# What is being asked
Only a number is required: the count of lines in the material below that contain "Copy".

>>

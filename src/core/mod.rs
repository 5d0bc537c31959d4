//! Core types and schemas for anoncreds-bench.
//!
//! This module contains the canonical `RunReport` schema (v1) used for all benchmark outputs.

pub mod env;
pub mod schema;

// Re-export key types for convenience
pub use env::EnvironmentInfo;
pub use schema::{
    Operation, RunConfig, RunReport, SCHEMA_VERSION, Sample, Stats, VerificationMismatch,
};
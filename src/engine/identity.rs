//! Issuer and prover identities.
//!
//! An identity is loaded from the wallet's `identity` category when present and
//! created from a role-derived seed otherwise. Key material is opaque to the
//! harness; the digests below only give the demos something to sign with.

use std::fmt;

use serde::{Deserialize, Serialize};

use crate::backend::WalletStorage;
use crate::ledger::{EntryKind, LedgerEntry, LedgerPool};
use crate::{BenchError, BenchResult, sha256_hex};

/// Wallet category holding identity records.
pub const IDENTITY_CATEGORY: &str = "identity";

#[derive(Debug, Clone, Copy, PartialEq, Eq, Hash, Serialize, Deserialize)]
#[serde(rename_all = "snake_case")]
pub enum Role {
    Issuer,
    Prover,
}

impl Role {
    pub fn as_str(&self) -> &'static str {
        match self {
            Role::Issuer => "issuer",
            Role::Prover => "prover",
        }
    }
}

impl fmt::Display for Role {
    fn fmt(&self, f: &mut fmt::Formatter<'_>) -> fmt::Result {
        f.write_str(self.as_str())
    }
}

/// Key material references for one party.
#[derive(Clone, PartialEq, Eq, Serialize, Deserialize)]
pub struct Identity {
    pub role: Role,
    pub did: String,
    pub verkey: String,
    secret: String,
}

impl fmt::Debug for Identity {
    fn fmt(&self, f: &mut fmt::Formatter<'_>) -> fmt::Result {
        f.debug_struct("Identity")
            .field("role", &self.role)
            .field("did", &self.did)
            .field("verkey", &self.verkey)
            .finish_non_exhaustive()
    }
}

impl Identity {
    /// Derive an identity deterministically from a seed.
    pub fn from_seed(role: Role, seed: &str) -> Self {
        let secret = sha256_hex(format!("secret:{seed}").as_bytes());
        let verkey = sha256_hex(format!("verkey:{secret}").as_bytes());
        let did = format!("did:bench:{}", &sha256_hex(verkey.as_bytes())[..22]);
        Identity {
            role,
            did,
            verkey,
            secret,
        }
    }

    /// Keyed digest over `message`.
    pub fn sign(&self, message: &[u8]) -> String {
        let mut buf = Vec::with_capacity(self.secret.len() + message.len());
        buf.extend_from_slice(self.secret.as_bytes());
        buf.extend_from_slice(message);
        sha256_hex(&buf)
    }

    pub fn verify(&self, message: &[u8], signature: &str) -> bool {
        self.sign(message) == signature
    }
}

/// Creates or loads identities during resource acquisition.
pub trait IdentityProvider: Send + Sync {
    fn create_or_load(
        &self,
        role: Role,
        storage: &mut dyn WalletStorage,
        ledger: &mut dyn LedgerPool,
    ) -> BenchResult<Identity>;
}

/// Stores identities in the wallet and anchors the issuer's NYM on the ledger.
#[derive(Debug, Clone, Default)]
pub struct WalletIdentityProvider;

impl WalletIdentityProvider {
    fn load(storage: &dyn WalletStorage, role: Role) -> BenchResult<Option<Identity>> {
        let Some(bytes) = storage.get(IDENTITY_CATEGORY, role.as_str())? else {
            return Ok(None);
        };
        let identity: Identity = serde_json::from_slice(&bytes)
            .map_err(|e| BenchError::Message(format!("corrupt identity record: {e}")))?;
        if identity.role != role {
            return Err(BenchError::Message(format!(
                "identity record for {role} holds a {} identity",
                identity.role
            )));
        }
        Ok(Some(identity))
    }
}

impl IdentityProvider for WalletIdentityProvider {
    fn create_or_load(
        &self,
        role: Role,
        storage: &mut dyn WalletStorage,
        ledger: &mut dyn LedgerPool,
    ) -> BenchResult<Identity> {
        let identity = match Self::load(storage, role)? {
            Some(identity) => {
                tracing::debug!(%role, did = %identity.did, "loaded identity from wallet");
                identity
            }
            None => {
                let seed = format!("anoncreds-bench:{role}:{}", storage.name());
                let identity = Identity::from_seed(role, &seed);
                let bytes = serde_json::to_vec(&identity)
                    .map_err(|e| BenchError::Message(format!("failed to encode identity: {e}")))?;
                storage.add(IDENTITY_CATEGORY, role.as_str(), &bytes)?;
                tracing::debug!(%role, did = %identity.did, "created identity");
                identity
            }
        };
        if role == Role::Issuer {
            ledger.anchor(LedgerEntry::new(
                EntryKind::Nym,
                identity.did.clone(),
                identity.verkey.clone(),
            ))?;
        }
        Ok(identity)
    }
}
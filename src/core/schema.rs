//! RunReport schema v1 - canonical schema for all benchmark outputs.

use std::collections::BTreeMap;
use std::fmt;

use serde::{Deserialize, Serialize};

use crate::backend::BackendKind;

use super::env::EnvironmentInfo;

/// Schema version for forward compatibility
pub const SCHEMA_VERSION: u32 = 1;

/// Timed protocol operation.
#[derive(Debug, Clone, Copy, PartialEq, Eq, PartialOrd, Ord, Hash, Serialize, Deserialize)]
#[serde(rename_all = "snake_case")]
pub enum Operation {
    Issue,
    ProveCreate,
    ProveVerify,
}

impl Operation {
    pub const ALL: [Operation; 3] = [Operation::Issue, Operation::ProveCreate, Operation::ProveVerify];

    pub fn as_str(&self) -> &'static str {
        match self {
            Operation::Issue => "issue",
            Operation::ProveCreate => "prove_create",
            Operation::ProveVerify => "prove_verify",
        }
    }
}

impl fmt::Display for Operation {
    fn fmt(&self, f: &mut fmt::Formatter<'_>) -> fmt::Result {
        f.write_str(self.as_str())
    }
}

/// One timed call from a single loop iteration.
#[derive(Debug, Clone, Copy, PartialEq, Eq, Serialize, Deserialize)]
pub struct Sample {
    pub operation: Operation,
    pub duration_nanos: u64,
    pub iteration_index: u32,
}

/// Summary statistics for one operation. All durations in nanoseconds.
#[derive(Debug, Clone, Copy, Default, PartialEq, Eq, Serialize, Deserialize)]
pub struct Stats {
    pub count: u64,
    pub total_nanos: u128,
    pub mean_nanos: u64,
    pub p50_nanos: u64,
    pub p95_nanos: u64,
    pub p99_nanos: u64,
    pub min_nanos: u64,
    pub max_nanos: u64,
}

/// Iteration whose proof verified as false without an engine error.
#[derive(Debug, Clone, Copy, PartialEq, Eq, Serialize, Deserialize)]
pub struct VerificationMismatch {
    pub iteration_index: u32,
}

/// Run configuration for benchmarks
#[derive(Debug, Clone, PartialEq, Eq, Serialize, Deserialize)]
pub struct RunConfig {
    pub backend_identifier: String,
    pub warmup_iterations: u32,
    pub measured_iterations: u32,
    pub time_issuance: bool,
    #[serde(default, skip_serializing_if = "Option::is_none")]
    pub engine: Option<String>,
}

impl Default for RunConfig {
    fn default() -> Self {
        RunConfig {
            backend_identifier: "default".to_string(),
            warmup_iterations: 0,
            measured_iterations: 10,
            time_issuance: false,
            engine: None,
        }
    }
}

/// Canonical benchmark record - the unified output schema for a run.
#[derive(Debug, Clone, Serialize, Deserialize)]
pub struct RunReport {
    /// Schema version for forward compatibility
    pub schema_version: u32,

    /// Unique identifier for this record
    pub record_id: String,

    /// ISO 8601 timestamp
    pub timestamp: String,

    /// Storage backend the run measured
    pub backend_kind: BackendKind,

    /// Run configuration
    pub config: RunConfig,

    /// Environment information (CPU, OS, git, etc.)
    #[serde(default)]
    pub env: EnvironmentInfo,

    /// Samples in iteration order
    pub samples: Vec<Sample>,

    /// Per-operation statistics
    pub summary: BTreeMap<Operation, Stats>,

    /// Iterations whose proofs did not verify
    #[serde(default, skip_serializing_if = "Vec::is_empty")]
    pub verification_mismatches: Vec<VerificationMismatch>,
}

impl RunReport {
    /// Create an empty report with generated id and timestamp.
    pub fn new(backend_kind: BackendKind, config: RunConfig, env: EnvironmentInfo) -> Self {
        let timestamp = crate::now_rfc3339();
        let nanos = std::time::SystemTime::now()
            .duration_since(std::time::UNIX_EPOCH)
            .map(|d| d.as_nanos())
            .unwrap_or(0);
        let compact: String = timestamp
            .chars()
            .take(19)
            .filter(|c| !matches!(c, ':' | '-' | 'T'))
            .collect();
        let record_id = format!("{:x}-{}", nanos, compact);

        RunReport {
            schema_version: SCHEMA_VERSION,
            record_id,
            timestamp,
            backend_kind,
            config,
            env,
            samples: Vec::new(),
            summary: BTreeMap::new(),
            verification_mismatches: Vec::new(),
        }
    }

    pub fn stats(&self, operation: Operation) -> Option<&Stats> {
        self.summary.get(&operation)
    }

    /// True when every measured proof verified.
    pub fn is_clean(&self) -> bool {
        self.verification_mismatches.is_empty()
    }
}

<<

# Response to this task
5